- Theatrical release poster
- Directed by: Lisa Cholodenko
- Written by: Lisa Cholodenko
- Produced by: Jeff Levy-Hinte Susan A. Stover
- Starring: Frances McDormand Kate Beckinsale Christian Bale Natascha McElhone Alessandro Nivola
- Cinematography: Wally Pfister
- Edited by: Amy E. Duddleston
- Music by: Craig Wedren
- Production company: Antidote Films
- Distributed by: Sony Pictures Classics
- Release dates: May 18, 2002 (Cannes); March 7, 2003;
- Running time: 101 minutes
- Country: United States
- Language: English
- Box office: $4.4 million

= Laurel Canyon (film) =

2002 film by Lisa Cholodenko

Laurel Canyon is a 2002 American drama film written and directed by Lisa Cholodenko. The film stars Frances McDormand, Christian Bale, Kate Beckinsale, Natascha McElhone, and Alessandro Nivola.

==Plot==
Sam and Alex are a newly engaged couple who move to Los Angeles to further their careers. Sam is a recently graduated medical student, starting his residency in psychiatry, while Alex is finishing her Ph.D. dissertation on genomics. The relatively straitlaced, upwardly mobile couple plans to stay at the vacant home of Sam's mother, Jane, a free-spirited record producer in the Laurel Canyon section of Los Angeles.

In a change of plans, however, Jane is still around, recording an album with her British boyfriend, Ian McKnight, and his band.

Jane and Ian are in the midst of a fiery romance, and both the producer and the band seem more interested in partying than finishing the record.
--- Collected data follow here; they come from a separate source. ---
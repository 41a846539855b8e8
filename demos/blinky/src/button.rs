//! Button state machine and its debounce coordinator.
//!
//! A press arrives as an edge from the interrupt path and is handled on the
//! worker. From then on the coordinator samples the line on a watchdog
//! timer: the first sample that sees the button held starts the secondary
//! LED blinking, the first sample that sees it released drives the state
//! machine back to idle, which stops both timers and the LED.

use core::sync::atomic::{AtomicBool, Ordering};
use std::time::Duration;

use blinky_hal::{ButtonLine, LedControl};
use blinky_runtime::sync::{Arc, Mutex, Weak};
use blinky_runtime::{Expiry, StateId, StateMachine, StateTable, Timer, TimerService};
use log::{debug, trace};

/// States of the button machine.
#[derive(Debug, Clone, Copy, PartialEq, Eq)]
pub enum ButtonState {
    Idle,
    ButtonPressed,
}

/// Data shared by the button states.
#[derive(Debug, Default)]
pub struct ButtonData {
    pub button_pressed: bool,
}

static IDLE: StateTable<ButtonState> = StateTable {
    on_press: |machine| {
        machine.data_mut().button_pressed = true;
        machine.set_state(Some(ButtonState::ButtonPressed));
    },
    ..StateTable::passive("Idle")
};

static BUTTON_PRESSED: StateTable<ButtonState> = StateTable {
    on_release: |machine| {
        machine.data_mut().button_pressed = false;
        machine.set_state(Some(ButtonState::Idle));
    },
    ..StateTable::passive("ButtonPressed")
};

impl StateId for ButtonState {
    type Data = ButtonData;

    fn table(self) -> &'static StateTable<Self> {
        match self {
            ButtonState::Idle => &IDLE,
            ButtonState::ButtonPressed => &BUTTON_PRESSED,
        }
    }
}

/// Level change seen by the watchdog.
#[derive(Debug, Clone, Copy, PartialEq, Eq)]
pub enum Edge {
    Pressed,
    Released,
}

struct Inner {
    line: Arc<dyn ButtonLine>,
    led: Arc<dyn LedControl>,
    watchdog_period: Duration,
    blink_period: Duration,
    last_observed_pressed: AtomicBool,
    watchdog_enabled: AtomicBool,
    watchdog: Timer,
    blink: Timer,
    on_release: Box<dyn Fn() + Send + Sync>,
}

impl Inner {
    fn sample(&self, pressed: bool) -> Option<Edge> {
        let was_pressed = self.last_observed_pressed.load(Ordering::Acquire);
        match (pressed, was_pressed) {
            (true, false) => {
                self.last_observed_pressed.store(true, Ordering::Release);
                self.blink.invoke_after(self.blink_period);
                Some(Edge::Pressed)
            }
            (false, true) => {
                self.last_observed_pressed.store(false, Ordering::Release);
                Some(Edge::Released)
            }
            _ => None,
        }
    }

    fn watchdog_tick(&self, expiry: &Expiry<'_>) {
        if !self.watchdog_enabled.load(Ordering::Acquire) {
            return;
        }
        if self.sample(self.line.is_pressed()) == Some(Edge::Released) {
            debug!("button released");
            (self.on_release)();
            return;
        }
        if self.watchdog_enabled.load(Ordering::Acquire) {
            expiry.rearm_at(expiry.deadline() + self.watchdog_period);
        }
    }

    fn blink_tick(&self, expiry: &Expiry<'_>) {
        if !self.watchdog_enabled.load(Ordering::Acquire) {
            return;
        }
        self.led.toggle();
        expiry.rearm_at(expiry.deadline() + self.blink_period);
    }

    fn start_watchdog(&self) {
        self.last_observed_pressed.store(false, Ordering::Release);
        self.watchdog_enabled.store(true, Ordering::Release);
        self.watchdog.invoke_after(self.watchdog_period);
        trace!("button watchdog started");
    }

    fn stop_watchdog(&self) {
        self.watchdog_enabled.store(false, Ordering::Release);
        self.watchdog.cancel();
        self.blink.cancel();
        self.led.turn_off();
        trace!("button watchdog stopped");
    }
}

/// Samples the button while a press is tracked and blinks the secondary
/// LED while it is held.
///
/// The blink timer is armed only while the watchdog is enabled and the last
/// sample saw the button pressed. Both timer callbacks run on the timer
/// service and touch the secondary LED directly; nothing else drives it.
#[derive(Clone)]
pub struct ButtonCoordinator {
    inner: Arc<Inner>,
}

impl ButtonCoordinator {
    /// Creates a stopped coordinator. `on_release` runs on the timer
    /// service when a tracked press ends.
    pub fn new<F>(
        timers: &TimerService,
        line: Arc<dyn ButtonLine>,
        led: Arc<dyn LedControl>,
        watchdog_period: Duration,
        blink_period: Duration,
        on_release: F,
    ) -> Self
    where
        F: Fn() + Send + Sync + 'static,
    {
        let inner = Arc::new_cyclic(|this: &Weak<Inner>| {
            let watchdog = {
                let this = this.clone();
                timers.timer("button-watchdog", move |expiry| {
                    if let Some(inner) = this.upgrade() {
                        inner.watchdog_tick(expiry);
                    }
                })
            };
            let blink = {
                let this = this.clone();
                timers.timer("blink", move |expiry| {
                    if let Some(inner) = this.upgrade() {
                        inner.blink_tick(expiry);
                    }
                })
            };
            Inner {
                line,
                led,
                watchdog_period,
                blink_period,
                last_observed_pressed: AtomicBool::new(false),
                watchdog_enabled: AtomicBool::new(false),
                watchdog,
                blink,
                on_release: Box::new(on_release),
            }
        });
        Self { inner }
    }

    /// Starts sampling the button from a fresh, unpressed observation.
    pub fn start_watchdog(&self) {
        self.inner.start_watchdog();
    }

    /// Stops sampling and blinking and switches the LED off. Idempotent.
    pub fn stop_watchdog(&self) {
        self.inner.stop_watchdog();
    }

    /// Feeds one sample of the line. A press arms the blink timer; a
    /// release only reports the edge.
    pub fn sample(&self, pressed: bool) -> Option<Edge> {
        self.inner.sample(pressed)
    }

    /// Applies the timer side effects of a state change.
    pub fn on_transition(&self, previous: Option<ButtonState>, current: Option<ButtonState>) {
        match (previous, current) {
            (_, Some(ButtonState::ButtonPressed)) => self.start_watchdog(),
            (Some(ButtonState::ButtonPressed), _) => self.stop_watchdog(),
            _ => {}
        }
    }

    pub fn is_watchdog_enabled(&self) -> bool {
        self.inner.watchdog_enabled.load(Ordering::Acquire)
    }

    pub fn last_observed_pressed(&self) -> bool {
        self.inner.last_observed_pressed.load(Ordering::Acquire)
    }

    pub fn watchdog_timer(&self) -> &Timer {
        &self.inner.watchdog
    }

    pub fn blink_timer(&self) -> &Timer {
        &self.inner.blink
    }
}

/// The button state machine, its lock and its coordinator.
///
/// The machine mutex is the only lock held across a transition. The
/// coordinator reached from the listener uses atomics and timer handles,
/// so no other lock is ever taken inside it.
pub struct ButtonFsm {
    machine: Mutex<StateMachine<ButtonState>>,
    coordinator: ButtonCoordinator,
}

impl ButtonFsm {
    pub fn new(
        timers: &TimerService,
        line: Arc<dyn ButtonLine>,
        led: Arc<dyn LedControl>,
        watchdog_period: Duration,
        blink_period: Duration,
    ) -> Arc<Self> {
        Arc::new_cyclic(|this: &Weak<Self>| {
            let release = this.clone();
            let coordinator = ButtonCoordinator::new(
                timers,
                line,
                led,
                watchdog_period,
                blink_period,
                move || {
                    if let Some(fsm) = release.upgrade() {
                        fsm.handle_release();
                    }
                },
            );
            let listener = coordinator.clone();
            let machine = StateMachine::new(
                ButtonData::default(),
                move |previous: Option<ButtonState>, current: Option<ButtonState>| {
                    listener.on_transition(previous, current);
                },
            );
            Self {
                machine: Mutex::new(machine),
                coordinator,
            }
        })
    }

    /// Enters `Idle`.
    pub fn start(&self) {
        self.machine.lock().start(ButtonState::Idle);
    }

    pub fn handle_press(&self) {
        self.machine.lock().handle_press();
    }

    pub fn handle_release(&self) {
        self.machine.lock().handle_release();
    }

    pub fn state(&self) -> Option<ButtonState> {
        self.machine.lock().current()
    }

    pub fn previous_state(&self) -> Option<ButtonState> {
        self.machine.lock().previous()
    }

    pub fn button_pressed(&self) -> bool {
        self.machine.lock().data().button_pressed
    }

    pub fn coordinator(&self) -> &ButtonCoordinator {
        &self.coordinator
    }
}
Jane's presence is a source of consternation for Sam, as he and his mother have quite different mindsets and a strained relationship.

The new lifestyle options presented by her soon-to-be mother-in-law intrigue the normally hardworking Alex, who begins spending more time with the band and less time on her dissertation. Alex's growing fascination with Jane and Ian leads to a scene where the three of them kiss one another while naked in the swimming pool.

Sam himself feels attracted to an Israeli fellow resident, Sara, who is unapologetically interested in him as well. They share one first kiss while returning from an informal interns' meeting, around the same time Alex has her first tryst with Jane and Ian in the pool. Some time later, while Alex attends Jane and Ian's party held in a crowded hotel suite to celebrate the band's new album release, Sam and Sara meet in a parking lot and, in a conversation filled with sexual tension, they declare their attraction for one another.

The situation strains Sam and Alex's relationship almost to the point of breaking by the end of the film. After the party has finished and the three of them are left alone in the suite, Ian tries to "finish" (in his words) his encounter with Alex and Jane, but the latter decides against it and the threesome does not take place. Upon returning home after his conversation with Sara, Sam decides to go to the hotel and discovers Jane, Ian, and Alex scantily-clad in the bedroom. In a fit of rage, he repeatedly punches Ian, hits his mother with his elbow as she tries to split up the fight, and leaves the hotel, but Alex chases him down the street and professes her love for him.

The next morning, the situation seems back to normal again. But Sara phones Sam and tells him she can't control her heart, as opposed to what he told her the day before. Sam watches his surroundings, postpones any further conversation, and takes a moment of reflection.

==Cast==
- Frances McDormand as Jane
- Christian Bale as Sam
- Kate Beckinsale as Alex
- Natascha McElhone as Sara
- Alessandro Nivola as Ian McKnight
- Lou Barlow as Frip
- Imaad Wasif as Dean
- Russell Pollard as Rowan
- Mickey Petralia as Mickey
- Melissa De Sousa as Claudia

==Production==
Cholodenko has said the film was inspired by Joni Mitchell's album Ladies of the Canyon. The script was workshopped at Sundance Institute's lab.

The film focuses in some depth on the challenge of trying to create successful pop music, showing work on two tracks (both actually written, and previously released, by the band Sparklehorse).

== Reception ==
Laurel Canyon has a 69% approval rating on Rotten Tomatoes from 112 reviews, with an average rating of 6.4/10. The site's critical consensus reads, "Though the movie itself is flawed, McDormand is fantastic as Jane." On Metacritic, it has a weighted average score of 61 out of 100, based on 36 critics, indicating "generally favorable" reviews.

Roger Ebert of The Chicago Sun-Times awarded the film two stars out of a possible four.

"Laurel Canyon" is not a successful movie—it's too stilted and pre-programmed to come alivebut in the center of it McDormand occupies a place for her character and makes that place into a brilliant movie of its own. There is nothing wrong with who she is and what she does, although all around her actors are cracking up in strangely written roles.

The relationship between Alex Leam and Jane earned the film a ranking of #133 on Autostraddle's list of the 200 Best Lesbian Films of All Time.